Administration officials, labor unions and consumer advocates plan to celebrate the first anniversary with a week of events highlighting benefits of the law to consumers. But Senator Michael B. Enzi of Wyoming, the senior Republican on the Senate health committee, asked, “If the law is so good, why are so many waivers needed?”

Waivers are usually seen as a way to deal with exceptional circumstances in which the enforcement of a law or policy might cause hardship. But with the new health care law, exceptions like these have become increasingly common. They provide wiggle room in a law originally thought to be strict and demanding.

Maine has just won a three-year reprieve from a provision of the law stipulating that insurers selling coverage to individuals and families must spend at least 80 percent of premium revenues on medical care and efforts to improve it. The White House had described this as one of the law’s most beneficial provisions, guaranteeing that consumers would get “more value for your dollars.”

The Obama administration lowered the requirement to 65 percent for Maine, after finding “a reasonable likelihood” that the tougher standard would drive one big carrier out of the market for individuals, leaving thousands without insurance.

Five other states — Florida, Georgia, Kentucky, Nevada and New Hampshire — have requested similar waivers, and at least a dozen other states are considering whether to apply.

President Obama recently embraced legislation that would let states opt out of the law’s most contentious provisions, including a requirement for most Americans to carry insurance, if the states come up with alternatives that cover at least as many people.

And Representative Mike Rogers, Republican of Michigan, has introduced a bill that would allow people to seek exemptions from major provisions of the law if they could show they would be harmed.

Under the law and rules issued by the administration, health plans this year must generally provide at least $750,000 in annual coverage for essential benefits like hospital care, doctors’ services and prescription drugs. The government may grant a one-year exemption from the requirement if it is shown that compliance would cause a significant increase in premiums or a significant decrease in access to benefits.

Such waivers have gone to entities as diverse as the Waffle House and Ruby Tuesday, health plans run by Aetna and Cigna, and labor unions representing Teamsters, electrical workers, plumbers, carpenters and food and commercial workers.

Administration officials said the waivers showed a pragmatic, flexible approach to carrying out the law. Without the waivers, said Kathleen Sebelius, the secretary of health and human services, many employers would have increased premiums, and some would have dropped coverage altogether.

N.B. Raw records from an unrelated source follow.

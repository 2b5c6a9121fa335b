use clap::{Args, Subcommand};
use std::path::PathBuf;
use thiserror::Error;
use tracing::info;

use crate::circuit::{self, CircuitInput};
use crate::config::Config;
use crate::controls::Variable;
use crate::conversion::{self, AnyUnit};
use crate::i18n::{keys, Translator};
use crate::quantity::QuantityKind;
use crate::report;
use crate::ui_cli;
use crate::units::{FlowUnit, LengthUnit, PressureUnit};

/// 애플리케이션 실행 중 발생 가능한 오류를 표현한다.
#[derive(Debug, Error)]
pub enum AppError {
    /// 파일 입출력 오류
    #[error("입출력 오류: {0}")]
    Io(#[from] std::io::Error),
    /// 설정 저장/로드 오류
    #[error("설정 오류: {0}")]
    Config(#[from] crate::config::ConfigError),
    /// 단위 변환 오류
    #[error("단위 변환 오류: {0}")]
    Conversion(#[from] conversion::ConversionError),
    /// 회로 계산 오류
    #[error("회로 계산 오류: {0}")]
    Circuit(#[from] circuit::CircuitError),
    /// 보고서 출력 오류
    #[error("보고서 오류: {0}")]
    Report(#[from] report::ReportError),
    /// 대화형 입력 중 표준입력이 닫힘
    #[error("입력이 닫혔습니다")]
    InputClosed,
}

/// 기준 조건 위에 덮어쓸 운전 변수. 압력/직경/유량은 단위를 붙여 줄 수 있다.
#[derive(Debug, Clone, Default, Args)]
pub struct Overrides {
    /// SAG 회전수 [rpm]
    #[arg(long, global = true)]
    pub sag_rpm: Option<f64>,
    /// 볼 밀 회전수 [rpm]
    #[arg(long, global = true)]
    pub ball_rpm: Option<f64>,
    /// SAG 총 충전율 (0~1)
    #[arg(long, global = true)]
    pub fill: Option<f64>,
    /// SAG 볼 충전율 (0~1)
    #[arg(long, global = true)]
    pub ball_charge: Option<f64>,
    /// SAG 신규 급광량 [t/h]
    #[arg(long, global = true)]
    pub tonnage: Option<f64>,
    /// 사이클론 압력 (기본 psi, 예: 98kPa)
    #[arg(long, global = true)]
    pub pressure: Option<String>,
    /// 펄프 밀도 [t/m³]
    #[arg(long, global = true)]
    pub density: Option<f64>,
    /// Apex 직경 (기본 mm, 예: 4.7in)
    #[arg(long, global = true)]
    pub apex: Option<String>,
    /// Vortex finder 직경 (기본 mm)
    #[arg(long, global = true)]
    pub vortex: Option<String>,
    /// 사이클론 급광 유량 (기본 m³/h)
    #[arg(long, global = true)]
    pub flow: Option<String>,
}

impl Overrides {
    /// 지정된 값만 입력에 반영한다.
    pub fn apply(&self, input: &mut CircuitInput) -> Result<(), AppError> {
        let plain = [
            (Variable::SagSpeed, self.sag_rpm),
            (Variable::BallMillSpeed, self.ball_rpm),
            (Variable::Fill, self.fill),
            (Variable::BallCharge, self.ball_charge),
            (Variable::Tonnage, self.tonnage),
            (Variable::PulpDensity, self.density),
        ];
        for (var, value) in plain {
            if let Some(v) = value {
                var.set(input, v);
            }
        }
        if let Some(text) = &self.pressure {
            input.cyclone.pressure_psi = conversion::parse_quantity(
                QuantityKind::Pressure,
                text,
                AnyUnit::Pressure(PressureUnit::Psi),
            )?;
        }
        if let Some(text) = &self.apex {
            input.cyclone.apex_mm = parse_mm(text)?;
        }
        if let Some(text) = &self.vortex {
            input.cyclone.vortex_mm = parse_mm(text)?;
        }
        if let Some(text) = &self.flow {
            input.cyclone.flow_m3_per_h = conversion::parse_quantity(
                QuantityKind::Flow,
                text,
                AnyUnit::Flow(FlowUnit::CubicMeterPerHour),
            )?;
        }
        Ok(())
    }
}

fn parse_mm(text: &str) -> Result<f64, AppError> {
    Ok(conversion::parse_quantity(
        QuantityKind::Length,
        text,
        AnyUnit::Length(LengthUnit::Millimeter),
    )?)
}

/// CLI 하위 명령.
#[derive(Debug, Clone, Subcommand)]
pub enum Command {
    /// 시뮬레이션을 실행하고 결과 표를 출력한다
    Run,
    /// 단계별 누적 입도 곡선을 출력한다
    Curves,
    /// CSV 및 텍스트 보고서를 저장한다
    Export {
        #[arg(long)]
        csv: Option<PathBuf>,
        #[arg(long)]
        report: Option<PathBuf>,
    },
    /// 메뉴로 변수를 바꿔 가며 반복 실행한다
    Interactive,
}

/// CLI 명령 하나를 실행한다.
pub fn run(
    command: Command,
    config: &Config,
    input: CircuitInput,
    tr: &Translator,
) -> Result<(), AppError> {
    match command {
        Command::Run => {
            let result = circuit::simulate(&input, &config.model)?;
            ui_cli::print_summary(&result, tr);
        }
        Command::Curves => {
            let result = circuit::simulate(&input, &config.model)?;
            ui_cli::print_curves(&result, tr);
        }
        Command::Export { csv, report } => {
            let result = circuit::simulate(&input, &config.model)?;
            if let Some(path) = csv {
                report::export_csv_file(&result, &path)?;
                println!("{} {}", tr.t(keys::EXPORT_DONE), path.display());
            }
            if let Some(path) = report {
                report::export_report_file(&result, tr, config.report_page_lines, &path)?;
                println!("{} {}", tr.t(keys::EXPORT_DONE), path.display());
            }
        }
        Command::Interactive => {
            ui_cli::interactive(tr, config, input)?;
            info!("interactive session closed");
        }
    }
    Ok(())
}
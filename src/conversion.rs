use thiserror::Error;

use crate::quantity::QuantityKind;
use crate::units::*;

/// 단위 변환 시 발생 가능한 오류.
#[derive(Debug, Error, PartialEq)]
pub enum ConversionError {
    /// 알 수 없는 단위 문자열
    #[error("알 수 없는 단위: {0}")]
    UnknownUnit(String),
    /// 숫자 부분을 읽을 수 없음
    #[error("숫자를 읽을 수 없음: {0}")]
    InvalidNumber(String),
}

/// 입력 단위. 물리량별 enum 을 하나로 묶는다.
#[derive(Debug, Clone, Copy, PartialEq, Eq)]
pub enum AnyUnit {
    Pressure(PressureUnit),
    Length(LengthUnit),
    Flow(FlowUnit),
}

/// `14.2psi`, `120 mm`, `4800m3/h` 처럼 단위가 붙은 값을 읽어 `target` 단위로 환산한다.
///
/// 단위가 없으면 이미 `target` 단위로 입력된 것으로 본다.
pub fn parse_quantity(
    kind: QuantityKind,
    text: &str,
    target: AnyUnit,
) -> Result<f64, ConversionError> {
    let text = text.trim();
    // 숫자로 읽히는 가장 긴 앞부분을 값으로, 나머지를 단위로 본다.
    let (value, unit) = text
        .char_indices()
        .map(|(i, _)| i)
        .chain(std::iter::once(text.len()))
        .rev()
        .filter(|&i| i > 0)
        .find_map(|i| {
            let (num, unit) = text.split_at(i);
            num.trim().parse::<f64>().ok().map(|v| (v, unit))
        })
        .ok_or_else(|| ConversionError::InvalidNumber(text.to_string()))?;
    let unit = unit.trim();
    if unit.is_empty() {
        return Ok(value);
    }
    convert(kind, value, unit, target)
}

/// 문자열로 전달된 단위명을 enum으로 변환한 뒤 지정된 단위로 환산한다.
pub fn convert(
    kind: QuantityKind,
    value: f64,
    from_unit_str: &str,
    to: AnyUnit,
) -> Result<f64, ConversionError> {
    match (kind, to) {
        (QuantityKind::Pressure, AnyUnit::Pressure(to)) => {
            let from = parse_pressure_unit(from_unit_str)?;
            Ok(convert_pressure(value, from, to))
        }
        (QuantityKind::Length, AnyUnit::Length(to)) => {
            let from = parse_length_unit(from_unit_str)?;
            Ok(convert_length(value, from, to))
        }
        (QuantityKind::Flow, AnyUnit::Flow(to)) => {
            let from = parse_flow_unit(from_unit_str)?;
            Ok(convert_flow(value, from, to))
        }
        _ => Err(ConversionError::UnknownUnit(from_unit_str.to_string())),
    }
}

fn parse_pressure_unit(s: &str) -> Result<PressureUnit, ConversionError> {
    match s.to_lowercase().as_str() {
        "psi" | "psig" => Ok(PressureUnit::Psi),
        "kpa" | "kilopascal" => Ok(PressureUnit::KiloPascal),
        "pa" | "pascal" => Ok(PressureUnit::Pascal),
        "bar" | "barg" => Ok(PressureUnit::Bar),
        _ => Err(ConversionError::UnknownUnit(s.to_string())),
    }
}

fn parse_length_unit(s: &str) -> Result<LengthUnit, ConversionError> {
    match s.to_lowercase().as_str() {
        "m" | "meter" | "metre" => Ok(LengthUnit::Meter),
        "mm" => Ok(LengthUnit::Millimeter),
        "um" | "µm" | "micron" => Ok(LengthUnit::Micrometer),
        "in" | "inch" | "\"" => Ok(LengthUnit::Inch),
        "ft" | "foot" | "feet" => Ok(LengthUnit::Foot),
        _ => Err(ConversionError::UnknownUnit(s.to_string())),
    }
}

fn parse_flow_unit(s: &str) -> Result<FlowUnit, ConversionError> {
    match s.to_lowercase().as_str() {
        "m3/s" | "m^3/s" | "m³/s" => Ok(FlowUnit::CubicMeterPerSecond),
        "m3/h" | "m^3/h" | "m³/h" => Ok(FlowUnit::CubicMeterPerHour),
        "l/s" | "lps" => Ok(FlowUnit::LiterPerSecond),
        "gpm" => Ok(FlowUnit::Gpm),
        _ => Err(ConversionError::UnknownUnit(s.to_string())),
    }
}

Edmund F. Haislmaier, a health policy expert at the conservative Heritage Foundation, said the waivers “result in unequal application of the law and create a temptation to engage in political favoritism.”

Republicans like Representative Darrell Issa of California said that in granting waivers, the administration had favored political allies, including labor unions.

Tom Leibfried, a lobbyist for the A.F.L.-C.I.O., said: “This is just union bashing. The numbers do not show a pro-union bias.”

Mr. Leibfried said some union health plans had a legitimate need for waivers because they had annual coverage limits lower than $750,000. If they had to increase coverage to that level, he said, they would incur significant new costs. But, Mr. Leibfried said, the main source of financing for such health plans — employer contributions — will not immediately increase because they are set by collective bargaining agreements, which are typically in effect for several years.

Steven B. Larsen, director of the federal Center for Consumer Information and Insurance Oversight, which carries out many of the health law’s provisions, said the waivers provided a “bridge to 2014,” when more affordable insurance options should be available. He denied that unions had received “special treatment.” Indeed, he said, the center has granted waivers to 94 percent of all applicants.